Material for this exercise —
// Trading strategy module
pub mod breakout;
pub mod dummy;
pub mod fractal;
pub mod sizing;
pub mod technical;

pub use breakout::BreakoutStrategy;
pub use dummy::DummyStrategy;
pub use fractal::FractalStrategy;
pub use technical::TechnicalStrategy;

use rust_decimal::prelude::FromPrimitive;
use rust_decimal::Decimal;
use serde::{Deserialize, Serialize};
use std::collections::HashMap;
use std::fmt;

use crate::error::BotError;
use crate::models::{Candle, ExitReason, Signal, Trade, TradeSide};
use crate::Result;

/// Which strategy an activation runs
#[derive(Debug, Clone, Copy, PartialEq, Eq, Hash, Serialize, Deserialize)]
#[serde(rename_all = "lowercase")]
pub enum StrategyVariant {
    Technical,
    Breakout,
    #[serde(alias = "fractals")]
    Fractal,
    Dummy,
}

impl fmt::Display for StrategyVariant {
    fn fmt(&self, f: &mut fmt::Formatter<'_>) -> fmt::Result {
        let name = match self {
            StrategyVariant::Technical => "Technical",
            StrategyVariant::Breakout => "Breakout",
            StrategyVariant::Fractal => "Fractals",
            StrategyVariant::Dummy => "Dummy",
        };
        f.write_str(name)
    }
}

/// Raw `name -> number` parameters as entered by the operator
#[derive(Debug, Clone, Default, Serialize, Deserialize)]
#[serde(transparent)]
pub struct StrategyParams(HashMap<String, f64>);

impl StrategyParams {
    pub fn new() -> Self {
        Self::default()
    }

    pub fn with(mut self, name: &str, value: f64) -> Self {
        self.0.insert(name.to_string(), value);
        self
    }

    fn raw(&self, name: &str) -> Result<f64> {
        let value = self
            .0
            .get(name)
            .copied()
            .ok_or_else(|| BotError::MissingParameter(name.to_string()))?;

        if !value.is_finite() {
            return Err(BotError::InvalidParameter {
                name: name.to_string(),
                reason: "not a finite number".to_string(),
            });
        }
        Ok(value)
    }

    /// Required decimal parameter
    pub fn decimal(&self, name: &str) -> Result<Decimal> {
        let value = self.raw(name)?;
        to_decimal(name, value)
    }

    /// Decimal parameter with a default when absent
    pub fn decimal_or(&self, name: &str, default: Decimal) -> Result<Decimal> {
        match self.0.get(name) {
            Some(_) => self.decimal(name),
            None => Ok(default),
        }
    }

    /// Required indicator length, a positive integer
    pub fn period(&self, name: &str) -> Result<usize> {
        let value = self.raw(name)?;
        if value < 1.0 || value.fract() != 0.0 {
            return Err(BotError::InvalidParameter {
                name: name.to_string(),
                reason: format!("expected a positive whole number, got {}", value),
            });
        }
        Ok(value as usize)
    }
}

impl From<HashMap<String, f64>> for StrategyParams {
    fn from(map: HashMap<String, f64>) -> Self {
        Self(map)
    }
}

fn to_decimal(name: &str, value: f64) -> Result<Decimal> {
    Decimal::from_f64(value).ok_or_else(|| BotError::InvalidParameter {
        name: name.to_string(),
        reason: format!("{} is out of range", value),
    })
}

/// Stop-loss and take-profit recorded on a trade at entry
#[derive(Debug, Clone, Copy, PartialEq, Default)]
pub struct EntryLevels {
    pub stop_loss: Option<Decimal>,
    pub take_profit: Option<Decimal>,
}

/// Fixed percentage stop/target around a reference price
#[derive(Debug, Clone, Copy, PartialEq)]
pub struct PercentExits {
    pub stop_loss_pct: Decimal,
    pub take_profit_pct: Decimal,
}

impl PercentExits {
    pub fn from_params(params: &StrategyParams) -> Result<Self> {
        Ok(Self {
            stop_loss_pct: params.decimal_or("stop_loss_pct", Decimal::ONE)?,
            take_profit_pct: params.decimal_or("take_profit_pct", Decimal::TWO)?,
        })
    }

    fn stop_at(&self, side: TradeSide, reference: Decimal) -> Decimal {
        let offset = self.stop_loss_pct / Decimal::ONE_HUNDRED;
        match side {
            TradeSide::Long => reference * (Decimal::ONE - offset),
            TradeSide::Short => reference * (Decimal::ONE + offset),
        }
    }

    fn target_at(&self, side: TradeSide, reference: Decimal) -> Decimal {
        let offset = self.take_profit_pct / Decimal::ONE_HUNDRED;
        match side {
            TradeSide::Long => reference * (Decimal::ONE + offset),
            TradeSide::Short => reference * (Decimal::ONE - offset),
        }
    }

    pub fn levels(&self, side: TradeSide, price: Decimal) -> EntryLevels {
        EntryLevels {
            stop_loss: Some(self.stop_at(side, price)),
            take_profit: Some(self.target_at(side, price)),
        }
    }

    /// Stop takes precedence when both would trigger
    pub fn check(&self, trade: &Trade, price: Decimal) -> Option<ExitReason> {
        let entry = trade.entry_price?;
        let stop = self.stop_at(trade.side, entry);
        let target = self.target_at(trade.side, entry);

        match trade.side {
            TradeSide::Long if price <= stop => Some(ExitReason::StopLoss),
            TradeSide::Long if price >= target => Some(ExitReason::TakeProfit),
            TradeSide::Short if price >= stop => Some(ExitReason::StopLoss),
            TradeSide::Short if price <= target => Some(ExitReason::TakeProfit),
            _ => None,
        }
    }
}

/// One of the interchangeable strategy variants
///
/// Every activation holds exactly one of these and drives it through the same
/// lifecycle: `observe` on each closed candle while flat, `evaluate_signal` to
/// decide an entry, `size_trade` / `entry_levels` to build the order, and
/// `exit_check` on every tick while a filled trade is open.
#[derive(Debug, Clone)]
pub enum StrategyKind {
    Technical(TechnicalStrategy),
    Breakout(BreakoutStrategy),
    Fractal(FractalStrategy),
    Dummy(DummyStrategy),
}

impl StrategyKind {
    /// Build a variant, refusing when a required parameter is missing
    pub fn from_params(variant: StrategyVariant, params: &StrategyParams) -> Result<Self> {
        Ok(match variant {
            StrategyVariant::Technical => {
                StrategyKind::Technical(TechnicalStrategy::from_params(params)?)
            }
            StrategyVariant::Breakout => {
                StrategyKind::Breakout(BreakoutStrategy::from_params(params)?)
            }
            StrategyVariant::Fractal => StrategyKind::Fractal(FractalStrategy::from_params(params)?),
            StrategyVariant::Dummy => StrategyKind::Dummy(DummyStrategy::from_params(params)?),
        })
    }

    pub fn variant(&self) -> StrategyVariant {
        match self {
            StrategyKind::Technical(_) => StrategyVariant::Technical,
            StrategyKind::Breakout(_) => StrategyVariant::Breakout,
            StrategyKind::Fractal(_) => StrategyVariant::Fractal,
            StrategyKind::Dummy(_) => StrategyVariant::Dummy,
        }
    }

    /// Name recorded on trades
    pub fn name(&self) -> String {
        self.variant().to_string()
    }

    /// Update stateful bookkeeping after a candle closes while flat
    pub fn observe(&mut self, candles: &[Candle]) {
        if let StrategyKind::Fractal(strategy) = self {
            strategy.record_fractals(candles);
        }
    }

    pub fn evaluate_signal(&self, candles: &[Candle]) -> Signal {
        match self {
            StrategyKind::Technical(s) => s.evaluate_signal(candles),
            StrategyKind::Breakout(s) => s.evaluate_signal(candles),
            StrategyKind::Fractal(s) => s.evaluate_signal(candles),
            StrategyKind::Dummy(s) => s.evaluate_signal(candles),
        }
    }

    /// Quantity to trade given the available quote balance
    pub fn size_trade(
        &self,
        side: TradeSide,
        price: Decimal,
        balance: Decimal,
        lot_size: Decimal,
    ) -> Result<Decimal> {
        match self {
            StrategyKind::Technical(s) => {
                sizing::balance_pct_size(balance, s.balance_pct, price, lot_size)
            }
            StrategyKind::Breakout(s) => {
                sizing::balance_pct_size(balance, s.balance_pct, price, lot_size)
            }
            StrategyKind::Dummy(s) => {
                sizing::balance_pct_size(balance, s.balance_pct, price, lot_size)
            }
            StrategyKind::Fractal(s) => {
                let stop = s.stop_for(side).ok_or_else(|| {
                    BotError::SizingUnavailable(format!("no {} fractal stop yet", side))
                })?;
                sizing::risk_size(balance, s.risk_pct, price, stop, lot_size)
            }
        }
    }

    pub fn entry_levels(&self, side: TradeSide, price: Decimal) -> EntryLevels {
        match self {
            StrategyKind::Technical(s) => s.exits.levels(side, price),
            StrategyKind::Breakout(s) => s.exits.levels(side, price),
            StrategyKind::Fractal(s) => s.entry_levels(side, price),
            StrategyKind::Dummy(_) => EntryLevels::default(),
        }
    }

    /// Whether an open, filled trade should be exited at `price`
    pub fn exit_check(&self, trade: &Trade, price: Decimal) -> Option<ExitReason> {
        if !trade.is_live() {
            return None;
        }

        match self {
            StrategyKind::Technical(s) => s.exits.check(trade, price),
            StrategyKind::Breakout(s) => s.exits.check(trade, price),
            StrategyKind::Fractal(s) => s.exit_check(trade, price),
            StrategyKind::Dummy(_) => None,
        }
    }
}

What you have to do — For this exercise, please output exactly the lines above starting at the line with "a positive whole" and ending at the line with "let stop = self.stop_at(trade.side, entry);", ends included.

Result for this exercise —
                reason: format!("expected a positive whole number, got {}", value),
            });
        }
        Ok(value as usize)
    }
}

impl From<HashMap<String, f64>> for StrategyParams {
    fn from(map: HashMap<String, f64>) -> Self {
        Self(map)
    }
}

fn to_decimal(name: &str, value: f64) -> Result<Decimal> {
    Decimal::from_f64(value).ok_or_else(|| BotError::InvalidParameter {
        name: name.to_string(),
        reason: format!("{} is out of range", value),
    })
}

/// Stop-loss and take-profit recorded on a trade at entry
#[derive(Debug, Clone, Copy, PartialEq, Default)]
pub struct EntryLevels {
    pub stop_loss: Option<Decimal>,
    pub take_profit: Option<Decimal>,
}

/// Fixed percentage stop/target around a reference price
#[derive(Debug, Clone, Copy, PartialEq)]
pub struct PercentExits {
    pub stop_loss_pct: Decimal,
    pub take_profit_pct: Decimal,
}

impl PercentExits {
    pub fn from_params(params: &StrategyParams) -> Result<Self> {
        Ok(Self {
            stop_loss_pct: params.decimal_or("stop_loss_pct", Decimal::ONE)?,
            take_profit_pct: params.decimal_or("take_profit_pct", Decimal::TWO)?,
        })
    }

    fn stop_at(&self, side: TradeSide, reference: Decimal) -> Decimal {
        let offset = self.stop_loss_pct / Decimal::ONE_HUNDRED;
        match side {
            TradeSide::Long => reference * (Decimal::ONE - offset),
            TradeSide::Short => reference * (Decimal::ONE + offset),
        }
    }

    fn target_at(&self, side: TradeSide, reference: Decimal) -> Decimal {
        let offset = self.take_profit_pct / Decimal::ONE_HUNDRED;
        match side {
            TradeSide::Long => reference * (Decimal::ONE + offset),
            TradeSide::Short => reference * (Decimal::ONE - offset),
        }
    }

    pub fn levels(&self, side: TradeSide, price: Decimal) -> EntryLevels {
        EntryLevels {
            stop_loss: Some(self.stop_at(side, price)),
            take_profit: Some(self.target_at(side, price)),
        }
    }

    /// Stop takes precedence when both would trigger
    pub fn check(&self, trade: &Trade, price: Decimal) -> Option<ExitReason> {
        let entry = trade.entry_price?;
        let stop = self.stop_at(trade.side, entry);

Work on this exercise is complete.